● **DIRECTIONS FOR THIS TASK**: Could you count the lines in the entries beneath that hold the word "contains"? Respond with the number alone.
Segment Start: INPUT
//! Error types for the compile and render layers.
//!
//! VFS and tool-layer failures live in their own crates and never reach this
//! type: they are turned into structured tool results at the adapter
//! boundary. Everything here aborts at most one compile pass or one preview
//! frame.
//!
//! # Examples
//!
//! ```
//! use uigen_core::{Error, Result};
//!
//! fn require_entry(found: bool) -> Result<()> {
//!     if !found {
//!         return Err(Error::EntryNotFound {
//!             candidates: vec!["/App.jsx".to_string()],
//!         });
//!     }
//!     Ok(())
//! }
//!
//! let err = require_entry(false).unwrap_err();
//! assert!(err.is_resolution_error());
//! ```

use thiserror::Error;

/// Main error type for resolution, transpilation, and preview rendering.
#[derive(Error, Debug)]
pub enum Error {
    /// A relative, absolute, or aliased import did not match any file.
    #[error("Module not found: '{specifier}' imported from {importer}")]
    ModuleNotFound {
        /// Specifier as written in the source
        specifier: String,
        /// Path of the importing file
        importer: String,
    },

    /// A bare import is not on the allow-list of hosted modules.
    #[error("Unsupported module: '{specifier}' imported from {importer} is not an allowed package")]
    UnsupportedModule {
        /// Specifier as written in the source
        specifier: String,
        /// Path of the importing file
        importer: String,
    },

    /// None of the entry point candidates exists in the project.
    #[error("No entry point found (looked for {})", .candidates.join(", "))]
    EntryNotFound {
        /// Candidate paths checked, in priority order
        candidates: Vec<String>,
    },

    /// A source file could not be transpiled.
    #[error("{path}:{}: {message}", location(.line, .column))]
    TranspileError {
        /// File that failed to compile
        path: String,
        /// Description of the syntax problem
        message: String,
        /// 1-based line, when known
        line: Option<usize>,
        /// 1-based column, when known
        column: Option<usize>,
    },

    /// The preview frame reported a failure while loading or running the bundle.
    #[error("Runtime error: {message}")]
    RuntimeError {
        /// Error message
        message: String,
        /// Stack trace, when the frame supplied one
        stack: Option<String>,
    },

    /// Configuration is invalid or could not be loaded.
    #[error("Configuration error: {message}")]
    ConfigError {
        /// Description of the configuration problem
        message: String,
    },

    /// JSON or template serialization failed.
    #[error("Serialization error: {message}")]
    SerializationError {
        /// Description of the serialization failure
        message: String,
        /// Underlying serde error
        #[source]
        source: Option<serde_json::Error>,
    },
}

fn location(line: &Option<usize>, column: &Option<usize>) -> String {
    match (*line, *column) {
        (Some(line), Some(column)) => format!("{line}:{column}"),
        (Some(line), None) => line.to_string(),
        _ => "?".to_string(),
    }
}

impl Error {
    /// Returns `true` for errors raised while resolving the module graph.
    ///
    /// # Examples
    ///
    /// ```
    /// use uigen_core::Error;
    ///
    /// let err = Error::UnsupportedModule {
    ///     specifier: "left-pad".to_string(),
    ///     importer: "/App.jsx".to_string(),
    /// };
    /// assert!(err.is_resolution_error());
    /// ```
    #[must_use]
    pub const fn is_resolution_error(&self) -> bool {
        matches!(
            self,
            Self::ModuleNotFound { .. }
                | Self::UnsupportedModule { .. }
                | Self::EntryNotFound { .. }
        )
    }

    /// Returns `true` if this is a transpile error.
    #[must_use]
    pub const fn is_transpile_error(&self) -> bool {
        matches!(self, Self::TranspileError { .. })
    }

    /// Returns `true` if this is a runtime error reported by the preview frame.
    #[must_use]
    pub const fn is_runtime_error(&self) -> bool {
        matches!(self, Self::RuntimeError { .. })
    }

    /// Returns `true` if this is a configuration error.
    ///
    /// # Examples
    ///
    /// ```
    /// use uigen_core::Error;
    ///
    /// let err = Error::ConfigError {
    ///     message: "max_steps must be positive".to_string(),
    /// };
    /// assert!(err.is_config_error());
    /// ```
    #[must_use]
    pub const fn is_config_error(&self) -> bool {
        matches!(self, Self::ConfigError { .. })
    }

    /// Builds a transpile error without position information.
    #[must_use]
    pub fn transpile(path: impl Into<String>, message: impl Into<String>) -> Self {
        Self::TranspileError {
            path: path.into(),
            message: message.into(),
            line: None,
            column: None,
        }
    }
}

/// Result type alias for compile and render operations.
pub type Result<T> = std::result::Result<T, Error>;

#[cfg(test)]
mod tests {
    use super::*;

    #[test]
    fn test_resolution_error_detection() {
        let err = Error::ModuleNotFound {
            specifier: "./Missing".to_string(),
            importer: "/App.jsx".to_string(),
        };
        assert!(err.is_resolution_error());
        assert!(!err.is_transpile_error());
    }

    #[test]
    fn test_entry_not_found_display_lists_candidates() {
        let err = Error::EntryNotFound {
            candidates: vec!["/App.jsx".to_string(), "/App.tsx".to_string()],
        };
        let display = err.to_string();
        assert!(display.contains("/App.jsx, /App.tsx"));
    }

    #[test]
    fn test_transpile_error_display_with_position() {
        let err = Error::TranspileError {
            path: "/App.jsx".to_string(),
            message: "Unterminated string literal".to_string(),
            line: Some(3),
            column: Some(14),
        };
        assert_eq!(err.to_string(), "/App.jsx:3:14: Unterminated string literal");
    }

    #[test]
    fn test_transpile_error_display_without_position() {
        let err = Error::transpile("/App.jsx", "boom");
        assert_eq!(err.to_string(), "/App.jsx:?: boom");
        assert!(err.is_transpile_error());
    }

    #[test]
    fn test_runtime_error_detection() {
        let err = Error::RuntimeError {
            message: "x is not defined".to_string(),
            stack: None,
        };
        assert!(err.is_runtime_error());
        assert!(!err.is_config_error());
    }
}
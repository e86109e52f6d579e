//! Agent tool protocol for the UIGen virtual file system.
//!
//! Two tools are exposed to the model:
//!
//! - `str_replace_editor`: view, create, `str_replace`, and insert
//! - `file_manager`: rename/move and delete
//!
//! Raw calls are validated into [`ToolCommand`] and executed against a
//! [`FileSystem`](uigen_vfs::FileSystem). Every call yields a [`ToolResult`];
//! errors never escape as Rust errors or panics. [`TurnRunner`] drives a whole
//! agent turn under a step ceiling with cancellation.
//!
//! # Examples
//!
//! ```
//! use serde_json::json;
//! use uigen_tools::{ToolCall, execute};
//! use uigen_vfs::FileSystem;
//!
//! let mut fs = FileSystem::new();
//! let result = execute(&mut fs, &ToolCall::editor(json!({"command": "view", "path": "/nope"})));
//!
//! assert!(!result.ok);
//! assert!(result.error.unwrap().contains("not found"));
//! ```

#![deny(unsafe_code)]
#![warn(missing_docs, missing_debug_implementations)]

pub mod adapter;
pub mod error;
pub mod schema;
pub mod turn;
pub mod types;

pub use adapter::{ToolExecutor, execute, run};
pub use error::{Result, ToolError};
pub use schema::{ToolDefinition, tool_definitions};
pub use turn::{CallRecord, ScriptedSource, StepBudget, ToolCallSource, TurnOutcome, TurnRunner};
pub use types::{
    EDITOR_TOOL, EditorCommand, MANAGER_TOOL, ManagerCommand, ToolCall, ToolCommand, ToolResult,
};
Segment End: INPUT
● **EXERCISE RESULT**: 2